Last year, Dillon Siebert, who was 14 at the time of the fire, was sentenced to three years in juvenile detention and seven years in a state prison program for young inmates. He pleaded guilty to second-degree murder under a deal that prosecutors and the defense said balanced his lesser role in planning the fire, his remorse and interest in rehabilitation with the horror of the crime.
In March, Gavin Seymour, 19, was sentenced to 40 years in prison after pleading guilty to one count of second-degree murder.
Seymour and Bui pleaded guilty after a failed effort to get the internet search history evidence that led to their arrests thrown out.
The investigation of the fire dragged on for months without any leads. Surveillance video showed three suspects wearing full face masks and dark hoodies. Fears that the blaze had been a hate crime led many Senegalese immigrants to install security cameras at their homes in case they could also be targeted.

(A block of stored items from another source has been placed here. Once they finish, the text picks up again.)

//! Final document assembly and its post-processing.

use regex::Regex;
use serde::{Deserialize, Serialize};
use std::collections::BTreeMap;
use std::fmt::Write as _;
use std::path::{Component, Path};
use std::sync::LazyLock;
use tracing::{debug, info};

use crate::chunking::{Chunk, TimeRange};
use crate::error::{PipelineError, Result};
use crate::orchestrator::{ChunkResult, ChunkState, ChunkTracker, FramesOutcome};
use crate::transcript::{ChunkProfile, Language};

static PART_HEADER: LazyLock<Regex> = LazyLock::new(|| {
    Regex::new(r"^\s*##\s+第\s+\d+\s+部分\s*$").expect("part header pattern is valid")
});

pub fn summary_failure_placeholder(index: usize, reason: &str) -> String {
    format!("> [错误: 第 {} 部分总结失败: {}]", index, reason)
}

pub fn frames_failure_placeholder(index: usize, reason: &str) -> String {
    format!("> [错误: 第 {} 部分截图提取失败: {}]", index, reason)
}

/// Link target for `target` as seen from `document_dir`.
///
/// Relative and `/`-separated, each segment percent-encoded. Falls back to the
/// encoded absolute path when no relative path exists.
pub fn markdown_link_path(target: &Path, document_dir: &Path) -> String {
    let (path, absolute) = match pathdiff::diff_paths(target, document_dir) {
        Some(relative) => (relative, false),
        None => (target.to_path_buf(), target.is_absolute()),
    };

    let segments: Vec<String> = path
        .components()
        .filter_map(|component| match component {
            Component::Normal(part) => Some(urlencoding::encode(&part.to_string_lossy()).into_owned()),
            Component::ParentDir => Some("..".to_string()),
            Component::CurDir | Component::RootDir | Component::Prefix(_) => None,
        })
        .collect();

    let joined = segments.join("/");
    if absolute {
        format!("/{}", joined)
    } else {
        joined
    }
}

/// Optional document sections
#[derive(Debug, Clone, Default, Serialize, Deserialize)]
#[serde(default)]
pub struct AssemblyOptions {
    /// Append each chunk's non-overlapping transcript in a collapsible block
    pub include_transcript: bool,
    /// Remove `## 第 N 部分` lines after assembly
    pub strip_part_headers: bool,
}

/// Merges chunk results into the final Markdown document in index order
pub struct DocumentAssembler {
    title: String,
    source_name: String,
    document_dir: std::path::PathBuf,
    generated_at: String,
    options: AssemblyOptions,
}

impl DocumentAssembler {
    pub fn new(
        title: impl Into<String>,
        source_name: impl Into<String>,
        document_path: &Path,
        options: AssemblyOptions,
    ) -> Self {
        Self {
            title: title.into(),
            source_name: source_name.into(),
            document_dir: document_path
                .parent()
                .map(Path::to_path_buf)
                .unwrap_or_default(),
            generated_at: chrono::Local::now().format("%Y-%m-%d %H:%M:%S").to_string(),
            options,
        }
    }

    /// Pin the generation time shown in the header
    pub fn with_generated_at(mut self, generated_at: impl Into<String>) -> Self {
        self.generated_at = generated_at.into();
        self
    }

    /// Assemble every chunk, marking each merged as it is emitted.
    ///
    /// All chunks must be `Ready`. Input order does not matter.
    pub fn assemble(&self, results: &[ChunkResult], tracker: &mut ChunkTracker) -> Result<String> {
        let by_index: BTreeMap<usize, &ChunkResult> =
            results.iter().map(|result| (result.index, result)).collect();

        let mut document = String::new();
        let _ = write!(
            document,
            "# {} 视频总结\n\n> 生成时间: {}\n\n> 源视频: {}\n\n---\n\n",
            self.title, self.generated_at, self.source_name
        );

        for index in 1..=tracker.len() {
            let result = by_index.get(&index).ok_or_else(|| {
                PipelineError::Config(format!("result for chunk {} is missing", index))
            })?;
            if tracker.state(index) != Some(ChunkState::Ready) {
                return Err(PipelineError::Config(format!(
                    "chunk {} is not ready for assembly",
                    index
                )));
            }

            self.write_chunk(&mut document, result);
            tracker.advance(index, ChunkState::Merged)?;
        }

        if self.options.strip_part_headers {
            let (stripped, removed) = strip_part_headers(&document);
            debug!("Removed {} part headers", removed);
            document = stripped;
        }

        info!("📄 Assembled document with {} parts", tracker.len());
        Ok(document)
    }

    fn write_chunk(&self, document: &mut String, result: &ChunkResult) {
        let _ = write!(document, "## 第 {} 部分\n\n", result.index);

        match &result.frames {
            FramesOutcome::Ready(frames) if !frames.is_empty() => {
                document.push_str("### 📸 相关截图\n\n");
                for frame in frames {
                    let link = markdown_link_path(&frame.path, &self.document_dir);
                    let _ = write!(document, "![截图]({})\n\n", link);
                }
            }
            FramesOutcome::Failed(_) => {
                if let Some(placeholder) = result.frames_placeholder() {
                    document.push_str("### 📸 相关截图\n\n");
                    let _ = write!(document, "{}\n\n", placeholder);
                }
            }
            _ => {}
        }

        let summary = result.summary_markdown();
        document.push_str(summary.trim());
        document.push_str("\n\n");

        if self.options.include_transcript && !result.fresh_text.is_empty() {
            let _ = write!(
                document,
                "<details>\n<summary>原文 ({})</summary>\n\n{}\n\n</details>\n\n",
                result.time_range.label(),
                result.fresh_text
            );
        }

        document.push_str("---\n\n");
    }
}

/// Remove lines consisting only of `## 第 N 部分`; returns the new text and the count removed
pub fn strip_part_headers(markdown: &str) -> (String, usize) {
    let mut removed = 0;
    let kept: Vec<&str> = markdown
        .split_inclusive('\n')
        .filter(|line| {
            let is_header = PART_HEADER.is_match(line.trim_end_matches(['\n', '\r']));
            if is_header {
                removed += 1;
            }
            !is_header
        })
        .collect();
    (kept.concat(), removed)
}

/// One chunk boundary in the manifest
#[derive(Debug, Clone, PartialEq, Serialize, Deserialize)]
pub struct ManifestEntry {
    pub index: usize,
    pub first_cue: usize,
    pub last_cue: usize,
    pub overlap_prefix_len: usize,
    pub time_range: TimeRange,
    pub label: String,
}

/// Chunk boundaries of a run, identical for identical input and configuration
#[derive(Debug, Clone, PartialEq, Serialize, Deserialize)]
pub struct ChunkManifest {
    pub title: String,
    pub language: Language,
    pub profile: ChunkProfile,
    pub cue_count: usize,
    pub chunks: Vec<ManifestEntry>,
}

impl ChunkManifest {
    pub fn new(
        title: impl Into<String>,
        language: Language,
        profile: ChunkProfile,
        cue_count: usize,
        chunks: &[Chunk],
        ranges: &[TimeRange],
    ) -> Self {
        let chunks = chunks
            .iter()
            .zip(ranges)
            .map(|(chunk, range)| ManifestEntry {
                index: chunk.index,
                first_cue: chunk.cue_range.first,
                last_cue: chunk.cue_range.last,
                overlap_prefix_len: chunk.overlap_prefix_len,
                time_range: *range,
                label: range.label(),
            })
            .collect();

        Self {
            title: title.into(),
            language,
            profile,
            cue_count,
            chunks,
        }
    }

    pub async fn write(&self, path: &Path) -> Result<()> {
        let json = serde_json::to_string_pretty(self)?;
        tokio::fs::write(path, json).await?;
        Ok(())
    }
}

Without anything else to go on, police eventually obtained a search warrant asking Google for which IP addresses had searched the home’s address within 15 days of the fire. Five of the IP addresses found were based in Colorado, and police obtained the names of those people through another search warrant. After investigating those people, police eventually identified Bui, Seymour and Siebert as suspects. They were arrested about five months after the fire.
In October, the Colorado Supreme Court upheld the search of Google users’ keyword history, an approach that critics have called a digital dragnet that threatens to undermine people’s privacy and their constitutional protections against unreasonable searches and seizures.
However, the court cautioned it was not making a “broad proclamation” on the constitutionality of such warrants and emphasized it was ruling on the facts of just this case.